AIM OF THE EXERCISE: Each line holding the word "CloneIdRequest" must appear in the answer, copied from the entries.
-----
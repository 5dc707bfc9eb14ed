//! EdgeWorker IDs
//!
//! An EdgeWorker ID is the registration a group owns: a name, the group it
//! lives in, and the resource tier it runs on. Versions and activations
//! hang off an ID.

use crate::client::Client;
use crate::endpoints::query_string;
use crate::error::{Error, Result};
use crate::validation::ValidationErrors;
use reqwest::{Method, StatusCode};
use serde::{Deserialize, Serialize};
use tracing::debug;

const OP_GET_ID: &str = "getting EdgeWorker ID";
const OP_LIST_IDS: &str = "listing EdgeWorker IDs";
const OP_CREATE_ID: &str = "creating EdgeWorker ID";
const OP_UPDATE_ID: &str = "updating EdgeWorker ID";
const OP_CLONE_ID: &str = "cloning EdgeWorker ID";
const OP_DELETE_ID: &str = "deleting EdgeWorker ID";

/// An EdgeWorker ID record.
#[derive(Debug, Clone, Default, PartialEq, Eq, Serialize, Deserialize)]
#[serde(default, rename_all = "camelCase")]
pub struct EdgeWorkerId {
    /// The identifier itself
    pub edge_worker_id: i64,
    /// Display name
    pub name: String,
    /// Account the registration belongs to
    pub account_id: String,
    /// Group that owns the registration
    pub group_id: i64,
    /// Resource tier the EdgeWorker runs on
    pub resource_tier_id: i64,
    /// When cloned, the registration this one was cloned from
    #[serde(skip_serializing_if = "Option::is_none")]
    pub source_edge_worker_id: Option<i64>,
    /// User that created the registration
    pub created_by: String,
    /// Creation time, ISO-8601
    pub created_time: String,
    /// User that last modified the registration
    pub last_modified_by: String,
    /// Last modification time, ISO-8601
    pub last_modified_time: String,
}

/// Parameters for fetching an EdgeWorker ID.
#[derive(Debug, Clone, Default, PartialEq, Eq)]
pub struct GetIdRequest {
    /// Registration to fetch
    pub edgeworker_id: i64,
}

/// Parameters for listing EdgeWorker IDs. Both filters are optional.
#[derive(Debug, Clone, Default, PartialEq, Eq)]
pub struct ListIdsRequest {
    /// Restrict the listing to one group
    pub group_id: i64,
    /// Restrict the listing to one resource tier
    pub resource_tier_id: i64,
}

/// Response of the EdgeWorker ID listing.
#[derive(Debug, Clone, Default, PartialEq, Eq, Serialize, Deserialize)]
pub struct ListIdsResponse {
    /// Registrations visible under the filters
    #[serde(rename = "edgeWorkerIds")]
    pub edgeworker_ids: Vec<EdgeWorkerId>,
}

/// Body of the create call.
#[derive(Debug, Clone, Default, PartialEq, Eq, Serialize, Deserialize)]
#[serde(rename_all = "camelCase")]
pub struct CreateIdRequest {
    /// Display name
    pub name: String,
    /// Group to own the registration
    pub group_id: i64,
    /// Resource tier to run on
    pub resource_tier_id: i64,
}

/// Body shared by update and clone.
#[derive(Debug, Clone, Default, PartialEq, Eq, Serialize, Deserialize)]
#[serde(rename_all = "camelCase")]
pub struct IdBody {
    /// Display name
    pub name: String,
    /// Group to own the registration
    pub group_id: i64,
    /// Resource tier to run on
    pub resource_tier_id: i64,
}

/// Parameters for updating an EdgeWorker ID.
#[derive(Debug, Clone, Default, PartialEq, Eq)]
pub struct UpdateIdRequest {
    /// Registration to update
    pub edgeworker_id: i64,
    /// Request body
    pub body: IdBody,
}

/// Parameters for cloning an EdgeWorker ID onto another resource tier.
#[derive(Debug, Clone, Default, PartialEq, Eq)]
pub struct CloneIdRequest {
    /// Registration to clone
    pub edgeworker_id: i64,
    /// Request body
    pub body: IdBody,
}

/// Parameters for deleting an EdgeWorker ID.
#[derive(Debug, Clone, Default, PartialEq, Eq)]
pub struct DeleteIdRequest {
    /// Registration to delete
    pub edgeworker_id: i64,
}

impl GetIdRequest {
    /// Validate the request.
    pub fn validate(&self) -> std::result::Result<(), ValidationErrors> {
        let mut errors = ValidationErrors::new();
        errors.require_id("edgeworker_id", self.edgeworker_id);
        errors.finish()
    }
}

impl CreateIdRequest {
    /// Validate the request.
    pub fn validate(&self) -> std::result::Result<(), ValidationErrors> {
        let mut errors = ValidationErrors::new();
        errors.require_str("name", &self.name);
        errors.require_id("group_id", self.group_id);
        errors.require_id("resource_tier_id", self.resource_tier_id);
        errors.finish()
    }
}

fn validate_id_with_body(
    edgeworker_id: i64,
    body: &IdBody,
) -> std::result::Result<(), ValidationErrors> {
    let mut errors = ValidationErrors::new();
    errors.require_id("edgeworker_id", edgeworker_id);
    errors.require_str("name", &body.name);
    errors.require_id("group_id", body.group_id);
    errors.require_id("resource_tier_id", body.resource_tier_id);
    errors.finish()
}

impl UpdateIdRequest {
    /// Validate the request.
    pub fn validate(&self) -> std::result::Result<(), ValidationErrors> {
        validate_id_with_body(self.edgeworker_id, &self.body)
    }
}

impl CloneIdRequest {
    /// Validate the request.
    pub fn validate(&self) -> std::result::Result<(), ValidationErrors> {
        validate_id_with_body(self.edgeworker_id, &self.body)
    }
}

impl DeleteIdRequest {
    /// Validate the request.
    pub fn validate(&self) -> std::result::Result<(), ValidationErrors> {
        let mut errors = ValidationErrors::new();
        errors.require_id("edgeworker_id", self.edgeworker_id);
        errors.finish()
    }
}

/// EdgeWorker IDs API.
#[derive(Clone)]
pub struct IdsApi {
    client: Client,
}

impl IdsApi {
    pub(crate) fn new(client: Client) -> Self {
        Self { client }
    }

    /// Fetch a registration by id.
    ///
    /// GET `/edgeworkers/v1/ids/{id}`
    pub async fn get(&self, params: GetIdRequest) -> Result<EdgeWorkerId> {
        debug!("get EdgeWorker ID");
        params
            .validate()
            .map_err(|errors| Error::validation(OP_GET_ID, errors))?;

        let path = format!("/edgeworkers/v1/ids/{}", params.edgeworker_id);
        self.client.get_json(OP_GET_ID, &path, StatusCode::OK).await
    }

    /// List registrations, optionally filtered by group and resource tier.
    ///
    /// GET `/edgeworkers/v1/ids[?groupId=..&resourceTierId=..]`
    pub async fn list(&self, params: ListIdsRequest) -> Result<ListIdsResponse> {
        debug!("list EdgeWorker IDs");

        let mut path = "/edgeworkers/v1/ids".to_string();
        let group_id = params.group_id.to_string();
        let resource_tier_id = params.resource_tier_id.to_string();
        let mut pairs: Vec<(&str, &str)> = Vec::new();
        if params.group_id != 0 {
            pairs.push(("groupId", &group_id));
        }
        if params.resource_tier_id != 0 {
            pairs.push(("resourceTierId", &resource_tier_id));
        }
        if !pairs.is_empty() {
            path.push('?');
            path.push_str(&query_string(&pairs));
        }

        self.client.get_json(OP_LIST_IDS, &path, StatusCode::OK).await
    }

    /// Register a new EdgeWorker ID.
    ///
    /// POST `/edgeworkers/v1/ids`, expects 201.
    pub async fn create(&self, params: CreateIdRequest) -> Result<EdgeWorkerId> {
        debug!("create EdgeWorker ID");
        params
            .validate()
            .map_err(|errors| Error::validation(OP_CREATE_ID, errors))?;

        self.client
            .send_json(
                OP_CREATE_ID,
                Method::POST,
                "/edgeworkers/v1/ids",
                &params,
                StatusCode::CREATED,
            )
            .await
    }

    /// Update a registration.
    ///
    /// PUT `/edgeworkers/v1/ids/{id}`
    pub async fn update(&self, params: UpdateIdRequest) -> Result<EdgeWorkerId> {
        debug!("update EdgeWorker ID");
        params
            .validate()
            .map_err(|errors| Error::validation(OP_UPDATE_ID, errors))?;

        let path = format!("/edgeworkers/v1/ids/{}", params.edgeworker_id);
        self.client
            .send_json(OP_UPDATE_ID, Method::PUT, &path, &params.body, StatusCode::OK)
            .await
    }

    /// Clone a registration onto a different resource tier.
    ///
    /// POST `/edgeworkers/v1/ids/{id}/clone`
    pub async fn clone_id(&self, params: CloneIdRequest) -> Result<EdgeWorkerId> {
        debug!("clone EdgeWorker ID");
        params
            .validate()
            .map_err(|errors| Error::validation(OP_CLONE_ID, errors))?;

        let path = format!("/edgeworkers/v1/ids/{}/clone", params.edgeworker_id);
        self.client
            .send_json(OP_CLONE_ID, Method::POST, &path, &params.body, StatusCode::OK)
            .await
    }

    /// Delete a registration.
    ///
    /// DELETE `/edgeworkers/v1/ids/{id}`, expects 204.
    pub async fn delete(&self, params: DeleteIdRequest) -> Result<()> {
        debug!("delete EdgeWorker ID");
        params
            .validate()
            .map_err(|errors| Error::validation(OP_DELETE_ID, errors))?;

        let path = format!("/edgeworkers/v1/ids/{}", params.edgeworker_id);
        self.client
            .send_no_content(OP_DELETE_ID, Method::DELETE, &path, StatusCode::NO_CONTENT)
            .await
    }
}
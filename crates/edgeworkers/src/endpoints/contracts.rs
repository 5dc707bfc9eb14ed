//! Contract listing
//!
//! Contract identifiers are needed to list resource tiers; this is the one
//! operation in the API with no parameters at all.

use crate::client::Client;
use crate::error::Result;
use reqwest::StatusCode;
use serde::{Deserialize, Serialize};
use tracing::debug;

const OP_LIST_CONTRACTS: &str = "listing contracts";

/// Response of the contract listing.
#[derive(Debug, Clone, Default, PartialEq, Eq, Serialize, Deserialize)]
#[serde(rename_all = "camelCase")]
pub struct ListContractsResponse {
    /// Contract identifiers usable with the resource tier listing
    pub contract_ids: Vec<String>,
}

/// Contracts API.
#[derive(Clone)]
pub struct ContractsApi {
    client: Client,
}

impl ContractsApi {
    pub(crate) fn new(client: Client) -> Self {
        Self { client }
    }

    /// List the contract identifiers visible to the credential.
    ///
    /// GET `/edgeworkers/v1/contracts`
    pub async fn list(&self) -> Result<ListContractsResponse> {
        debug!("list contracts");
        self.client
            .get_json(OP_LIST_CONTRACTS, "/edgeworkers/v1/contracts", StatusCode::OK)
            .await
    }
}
-----
EXERCISE RESPONSE:
pub struct CloneIdRequest {
impl CloneIdRequest {
    pub async fn clone_id(&self, params: CloneIdRequest) -> Result<EdgeWorkerId> {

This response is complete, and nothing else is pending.